A Water Droplet Pinning and Heat Transfer Characteristics on an Inclined Hydrophobic Surface

A water droplet pinning on inclined hydrophobic surface is considered and the droplet heat transfer characteristics are examined. Solution crystallization of polycarbonate is carried out to create hydrophobic characteristics on the surface. The pinning state of the water droplet on the extreme inclined hydrophobic surface (0 degrees <= delta <= 180 degrees, delta being the inclination angle) is assessed. Heat transfer from inclined hydrophobic surface to droplet is simulated for various droplet volumes and inclination angles in line with the experimental conditions.
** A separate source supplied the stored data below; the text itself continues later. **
//! Two-phase electric update for dispersive materials.
//!
//! Phase A advances E with the polarisation correction from the stored auxiliary
//! state and folds the old E into it. Phase B, run after the electric sources, folds
//! in the new E. Non-dispersive materials have all-zero pole rows, so the same loop
//! reduces to the standard update for them.

use std::ops::Range;

use num_complex::Complex32;
use rayon::prelude::*;

use super::coefficients::{CoefficientTable, NY_MATCOEFFS, NY_POLECOEFFS};
use super::fields::electric_curl;
use super::grid::{Component, GridState, Strides};

struct Slabs<'a> {
    ids: &'a [u32],
    ranges: [Range<usize>; 3],
    strides: Strides,
    max_poles: usize,
}

#[allow(clippy::too_many_arguments)]
fn phase_a_component(
    field: &mut [f32],
    aux: &mut [Complex32],
    slabs: &Slabs,
    table: &CoefficientTable,
    axis: usize,
    fb: &[f32],
    fc: &[f32],
) {
    let [ri, rj, rk] = slabs.ranges.clone();
    if ri.is_empty() || rj.is_empty() || rk.is_empty() {
        return;
    }
    let (b, c) = ((axis + 1) % 3, (axis + 2) % 3);
    let strides = slabs.strides;
    let mp = slabs.max_poles;
    let coeffs = table.e();

    field
        .par_chunks_mut(strides.x)
        .zip(aux.par_chunks_mut(strides.x * mp))
        .enumerate()
        .skip(ri.start)
        .take(ri.len())
        .for_each(|(i, (plane, t_plane))| {
            for j in rj.clone() {
                for k in rk.clone() {
                    let local = j * strides.y + k;
                    let idx = i * strides.x + local;
                    let id = slabs.ids[idx] as usize;
                    let row = &coeffs[id * NY_MATCOEFFS..(id + 1) * NY_MATCOEFFS];
                    let poles = table.dispersive_row(id);
                    let t = &mut t_plane[local * mp..(local + 1) * mp];

                    let e_old = plane[local];
                    let mut phi = 0.0f32;
                    for (p, tp) in t.iter_mut().enumerate() {
                        let pc = &poles[p * NY_POLECOEFFS..(p + 1) * NY_POLECOEFFS];
                        phi += (pc[0] * *tp).re;
                        *tp = pc[1] * *tp + pc[2] * e_old;
                    }
                    plane[local] = row[0] * e_old + electric_curl(row, b, c, fb, fc, idx, strides)
                        - row[4] * phi;
                }
            }
        });
}

fn phase_b_component(
    field: &[f32],
    aux: &mut [Complex32],
    slabs: &Slabs,
    table: &CoefficientTable,
) {
    let [ri, rj, rk] = slabs.ranges.clone();
    if ri.is_empty() || rj.is_empty() || rk.is_empty() {
        return;
    }
    let strides = slabs.strides;
    let mp = slabs.max_poles;

    aux.par_chunks_mut(strides.x * mp)
        .enumerate()
        .skip(ri.start)
        .take(ri.len())
        .for_each(|(i, t_plane)| {
            for j in rj.clone() {
                for k in rk.clone() {
                    let local = j * strides.y + k;
                    let idx = i * strides.x + local;
                    let poles = table.dispersive_row(slabs.ids[idx] as usize);
                    let e_new = field[idx];
                    let t = &mut t_plane[local * mp..(local + 1) * mp];
                    for (p, tp) in t.iter_mut().enumerate() {
                        *tp += poles[p * NY_POLECOEFFS + 2] * e_new;
                    }
                }
            }
        });
}

/// First dispersive phase: replaces the standard electric update when any material has poles.
pub fn update_electric_dispersive_a(grid: &mut GridState, table: &CoefficientTable) {
    let mp = grid.max_poles();
    if mp == 0 {
        return;
    }
    let dims = grid.dims();
    let strides = grid.strides();
    let len = grid.len();
    let GridState {
        ex,
        ey,
        ez,
        hx,
        hy,
        hz,
        ids,
        tx,
        ty,
        tz,
        ..
    } = grid;
    let ids: &[u32] = ids;
    let slabs = |c: Component| Slabs {
        ids: &ids[c.index() * len..(c.index() + 1) * len],
        ranges: c.update_ranges(dims),
        strides,
        max_poles: mp,
    };

    phase_a_component(ex, tx, &slabs(Component::Ex), table, 0, hy, hz);
    phase_a_component(ey, ty, &slabs(Component::Ey), table, 1, hz, hx);
    phase_a_component(ez, tz, &slabs(Component::Ez), table, 2, hx, hy);
}

/// Second dispersive phase: folds the post-source E into the auxiliary state.
pub fn update_electric_dispersive_b(grid: &mut GridState, table: &CoefficientTable) {
    let mp = grid.max_poles();
    if mp == 0 {
        return;
    }
    let dims = grid.dims();
    let strides = grid.strides();
    let len = grid.len();
    let GridState {
        ex,
        ey,
        ez,
        ids,
        tx,
        ty,
        tz,
        ..
    } = grid;
    let ids: &[u32] = ids;
    let slabs = |c: Component| Slabs {
        ids: &ids[c.index() * len..(c.index() + 1) * len],
        ranges: c.update_ranges(dims),
        strides,
        max_poles: mp,
    };

    phase_b_component(ex, tx, &slabs(Component::Ex), table);
    phase_b_component(ey, ty, &slabs(Component::Ey), table);
    phase_b_component(ez, tz, &slabs(Component::Ez), table);
}

#[cfg(test)]
mod tests {
    use super::*;
    use crate::compute::fields::update_electric;
    use crate::schema::{C, DebyePole, Dispersion, E0, Material};

    const D: f64 = 1e-3;

    fn dt() -> f64 {
        0.99 * D / (C * 3f64.sqrt())
    }

    fn debye(delta_er: f64, tau: f64) -> Material {
        Material::new("water", 4.0, 0.0, 1.0, 0.0)
            .with_dispersion(Dispersion::Debye(vec![DebyePole { delta_er, tau }]))
    }

    #[test]
    fn test_debye_step_response() {
        let dt = dt();
        let (delta_er, tau) = (10.0, 50.0 * dt);
        let table = CoefficientTable::build(
            &[Material::pec(), Material::free_space(), debye(delta_er, tau)],
            dt,
            [D; 3],
        );
        let mut grid = GridState::new([4, 4, 4], [D; 3], dt, 1);
        let (i, j, k) = (2, 2, 2);
        grid.set_material(i, j, k, 2);
        let idx = grid.index(i, j, k);

        // Hold Ex at a constant value: with no curl the auxiliary state must follow
        // the analytic Debye polarisation.
        let e0 = 1.0f32;
        for n in 1..=200 {
            grid.ex[idx] = e0;
            update_electric_dispersive_a(&mut grid, &table);
            grid.ex[idx] = e0;
            update_electric_dispersive_b(&mut grid, &table);

            let t = n as f64 * dt;
            let expected = E0 * delta_er * e0 as f64 * (1.0 - (-t / tau).exp());
            let got = grid.tx[idx].re as f64;
            assert!(
                (got - expected).abs() <= 1e-4 * E0 * delta_er,
                "iteration {n}: {got} vs {expected}"
            );
        }
    }

    #[test]
    fn test_non_dispersive_cells_match_standard_update() {
        let dt = dt();
        let table = CoefficientTable::build(
            &[Material::pec(), Material::free_space(), debye(5.0, 1e-10)],
            dt,
            [D; 3],
        );
        let mut disp = GridState::new([6, 6, 6], [D; 3], dt, 1);
        for (n, v) in disp.hz.iter_mut().enumerate() {
            *v = (n % 7) as f32 * 0.1;
        }
        for (n, v) in disp.hx.iter_mut().enumerate() {
            *v = (n % 5) as f32 * -0.2;
        }
        disp.ex.fill(0.3);
        let mut plain = disp.clone();

        update_electric_dispersive_a(&mut disp, &table);
        update_electric(&mut plain, &table);
        assert_eq!(disp.ex, plain.ex);
        assert_eq!(disp.ey, plain.ey);
        assert_eq!(disp.ez, plain.ez);
    }

    #[test]
    fn test_no_poles_is_noop() {
        let table = CoefficientTable::build(&[Material::free_space()], 1e-12, [D; 3]);
        let mut grid = GridState::new([3, 3, 3], [D; 3], 1e-12, 0);
        grid.hz.fill(1.0);
        let before = grid.ex.clone();
        update_electric_dispersive_a(&mut grid, &table);
        update_electric_dispersive_b(&mut grid, &table);
        assert_eq!(grid.ex, before);
    }
}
The findings revealed that the hydrophobic surface give rise to large amount of air being trapped within texture, which generates Magdeburg like forces between the droplet meniscus and the textured surface while contributing to droplet pinning at extreme inclination angles. Two counter rotating cells are developed for inclination angle in the range of 0 degrees < delta < 20 degrees and 135 degrees < delta < 180 degrees; however, a single circulation cell is formed inside the droplet for inclination angle of 25 degrees <= delta <= 135 degrees. The Nusselt number remains high for the range of inclination angle of 45 degrees <= delta <= 135 degrees. Convection and conduction heat transfer enhances when a single and large circulation cell is formed inside the droplet.